▸ EXERCISE
Copy out the data below. Leave nothing out and alter nothing.

▸ INFORMATION SUPPLIED
========================================

use serde::{Deserialize, Serialize};
use std::fmt;
use std::str::FromStr;
use thiserror::Error;

/// Resource category a relief center offers.
#[derive(Debug, Clone, Copy, PartialEq, Eq, Hash, Serialize, Deserialize)]
pub enum ResourceKind {
    #[serde(rename = "food")]
    Food,
    #[serde(rename = "medical aid")]
    MedicalAid,
    #[serde(rename = "water")]
    Water,
    #[serde(rename = "shelter")]
    Shelter,
}

impl ResourceKind {
    pub const ALL: [ResourceKind; 4] = [
        ResourceKind::Food,
        ResourceKind::MedicalAid,
        ResourceKind::Water,
        ResourceKind::Shelter,
    ];

    /// Value sent as the `q` parameter.
    pub fn as_query(&self) -> &'static str {
        match self {
            ResourceKind::Food => "food",
            ResourceKind::MedicalAid => "medical aid",
            ResourceKind::Water => "water",
            ResourceKind::Shelter => "shelter",
        }
    }

    pub fn label(&self) -> &'static str {
        match self {
            ResourceKind::Food => "Food",
            ResourceKind::MedicalAid => "Medical Aid",
            ResourceKind::Water => "Water",
            ResourceKind::Shelter => "Shelter",
        }
    }

    pub fn next(&self) -> ResourceKind {
        let idx = Self::ALL.iter().position(|k| k == self).unwrap_or(0);
        Self::ALL[(idx + 1) % Self::ALL.len()]
    }
}

impl fmt::Display for ResourceKind {
    fn fmt(&self, f: &mut fmt::Formatter<'_>) -> fmt::Result {
        f.write_str(self.label())
    }
}

impl FromStr for ResourceKind {
    type Err = ParamError;

    fn from_str(s: &str) -> Result<Self, Self::Err> {
        let normalized = s.trim().to_lowercase().replace(['_', '-'], " ");
        Self::ALL
            .into_iter()
            .find(|k| k.as_query() == normalized)
            .ok_or_else(|| ParamError::UnknownQuery(s.to_string()))
    }
}

#[derive(Error, Debug, Clone, PartialEq)]
pub enum ParamError {
    #[error("unknown resource kind: {0} (expected food, medical aid, water or shelter)")]
    UnknownQuery(String),
    #[error("search radius must be a positive number of km, got {0}")]
    RadiusNotPositive(f64),
    #[error("latitude must be within [-90, 90], got {0}")]
    LatitudeOutOfRange(f64),
    #[error("longitude must be within [-180, 180], got {0}")]
    LongitudeOutOfRange(f64),
}

#[derive(Debug, Clone, Copy, PartialEq, Serialize, Deserialize)]
pub struct Coordinates {
    pub lat: f64,
    pub lon: f64,
}

impl Coordinates {
    #[cfg(test)]
    pub const ORIGIN: Coordinates = Coordinates { lat: 0.0, lon: 0.0 };

    pub fn new(lat: f64, lon: f64) -> Result<Self, ParamError> {
        Ok(Self {
            lat: validate_lat(lat)?,
            lon: validate_lon(lon)?,
        })
    }

    pub fn is_valid(&self) -> bool {
        validate_lat(self.lat).is_ok() && validate_lon(self.lon).is_ok()
    }
}

impl fmt::Display for Coordinates {
    fn fmt(&self, f: &mut fmt::Formatter<'_>) -> fmt::Result {
        write!(f, "{}, {}", self.lat, self.lon)
    }
}

pub fn validate_lat(lat: f64) -> Result<f64, ParamError> {
    if lat.is_finite() && (-90.0..=90.0).contains(&lat) {
        Ok(lat)
    } else {
        Err(ParamError::LatitudeOutOfRange(lat))
    }
}

pub fn validate_lon(lon: f64) -> Result<f64, ParamError> {
    if lon.is_finite() && (-180.0..=180.0).contains(&lon) {
        Ok(lon)
    } else {
        Err(ParamError::LongitudeOutOfRange(lon))
    }
}

pub fn validate_radius(radius_km: f64) -> Result<f64, ParamError> {
    if radius_km.is_finite() && radius_km > 0.0 {
        Ok(radius_km)
    } else {
        Err(ParamError::RadiusNotPositive(radius_km))
    }
}

/// One consistent snapshot of everything a search request is built from.
#[derive(Debug, Clone, Copy, PartialEq, Serialize, Deserialize)]
pub struct SearchParams {
    pub query: ResourceKind,
    pub radius_km: f64,
    pub lat: f64,
    pub lon: f64,
}

impl Default for SearchParams {
    fn default() -> Self {
        Self {
            query: ResourceKind::Food,
            radius_km: 10.0,
            lat: 33.4255,
            lon: -111.94,
        }
    }
}

impl SearchParams {
    pub fn coordinates(&self) -> Coordinates {
        Coordinates {
            lat: self.lat,
            lon: self.lon,
        }
    }

    /// Radius as sent in the `distance` parameter, e.g. `10km`.
    pub fn distance_param(&self) -> String {
        format!("{}km", self.radius_km)
    }
}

========================================

▸ ANSWER TO THE PROBLEM
use serde::{Deserialize, Serialize};
use std::fmt;
use std::str::FromStr;
use thiserror::Error;

/// Resource category a relief center offers.
#[derive(Debug, Clone, Copy, PartialEq, Eq, Hash, Serialize, Deserialize)]
pub enum ResourceKind {
    #[serde(rename = "food")]
    Food,
    #[serde(rename = "medical aid")]
    MedicalAid,
    #[serde(rename = "water")]
    Water,
    #[serde(rename = "shelter")]
    Shelter,
}

impl ResourceKind {
    pub const ALL: [ResourceKind; 4] = [
        ResourceKind::Food,
        ResourceKind::MedicalAid,
        ResourceKind::Water,
        ResourceKind::Shelter,
    ];

    /// Value sent as the `q` parameter.
    pub fn as_query(&self) -> &'static str {
        match self {
            ResourceKind::Food => "food",
            ResourceKind::MedicalAid => "medical aid",
            ResourceKind::Water => "water",
            ResourceKind::Shelter => "shelter",
        }
    }

    pub fn label(&self) -> &'static str {
        match self {
            ResourceKind::Food => "Food",
            ResourceKind::MedicalAid => "Medical Aid",
            ResourceKind::Water => "Water",
            ResourceKind::Shelter => "Shelter",
        }
    }

    pub fn next(&self) -> ResourceKind {
        let idx = Self::ALL.iter().position(|k| k == self).unwrap_or(0);
        Self::ALL[(idx + 1) % Self::ALL.len()]
    }
}

impl fmt::Display for ResourceKind {
    fn fmt(&self, f: &mut fmt::Formatter<'_>) -> fmt::Result {
        f.write_str(self.label())
    }
}

impl FromStr for ResourceKind {
    type Err = ParamError;

    fn from_str(s: &str) -> Result<Self, Self::Err> {
        let normalized = s.trim().to_lowercase().replace(['_', '-'], " ");
        Self::ALL
            .into_iter()
            .find(|k| k.as_query() == normalized)
            .ok_or_else(|| ParamError::UnknownQuery(s.to_string()))
    }
}

#[derive(Error, Debug, Clone, PartialEq)]
pub enum ParamError {
    #[error("unknown resource kind: {0} (expected food, medical aid, water or shelter)")]
    UnknownQuery(String),
    #[error("search radius must be a positive number of km, got {0}")]
    RadiusNotPositive(f64),
    #[error("latitude must be within [-90, 90], got {0}")]
    LatitudeOutOfRange(f64),
    #[error("longitude must be within [-180, 180], got {0}")]
    LongitudeOutOfRange(f64),
}

#[derive(Debug, Clone, Copy, PartialEq, Serialize, Deserialize)]
pub struct Coordinates {
    pub lat: f64,
    pub lon: f64,
}

impl Coordinates {
    #[cfg(test)]
    pub const ORIGIN: Coordinates = Coordinates { lat: 0.0, lon: 0.0 };

    pub fn new(lat: f64, lon: f64) -> Result<Self, ParamError> {
        Ok(Self {
            lat: validate_lat(lat)?,
            lon: validate_lon(lon)?,
        })
    }

    pub fn is_valid(&self) -> bool {
        validate_lat(self.lat).is_ok() && validate_lon(self.lon).is_ok()
    }
}

impl fmt::Display for Coordinates {
    fn fmt(&self, f: &mut fmt::Formatter<'_>) -> fmt::Result {
        write!(f, "{}, {}", self.lat, self.lon)
    }
}

pub fn validate_lat(lat: f64) -> Result<f64, ParamError> {
    if lat.is_finite() && (-90.0..=90.0).contains(&lat) {
        Ok(lat)
    } else {
        Err(ParamError::LatitudeOutOfRange(lat))
    }
}

pub fn validate_lon(lon: f64) -> Result<f64, ParamError> {
    if lon.is_finite() && (-180.0..=180.0).contains(&lon) {
        Ok(lon)
    } else {
        Err(ParamError::LongitudeOutOfRange(lon))
    }
}

pub fn validate_radius(radius_km: f64) -> Result<f64, ParamError> {
    if radius_km.is_finite() && radius_km > 0.0 {
        Ok(radius_km)
    } else {
        Err(ParamError::RadiusNotPositive(radius_km))
    }
}

/// One consistent snapshot of everything a search request is built from.
#[derive(Debug, Clone, Copy, PartialEq, Serialize, Deserialize)]
pub struct SearchParams {
    pub query: ResourceKind,
    pub radius_km: f64,
    pub lat: f64,
    pub lon: f64,
}

impl Default for SearchParams {
    fn default() -> Self {
        Self {
            query: ResourceKind::Food,
            radius_km: 10.0,
            lat: 33.4255,
            lon: -111.94,
        }
    }
}

impl SearchParams {
    pub fn coordinates(&self) -> Coordinates {
        Coordinates {
            lat: self.lat,
            lon: self.lon,
        }
    }

    /// Radius as sent in the `distance` parameter, e.g. `10km`.
    pub fn distance_param(&self) -> String {
        format!("{}km", self.radius_km)
    }
}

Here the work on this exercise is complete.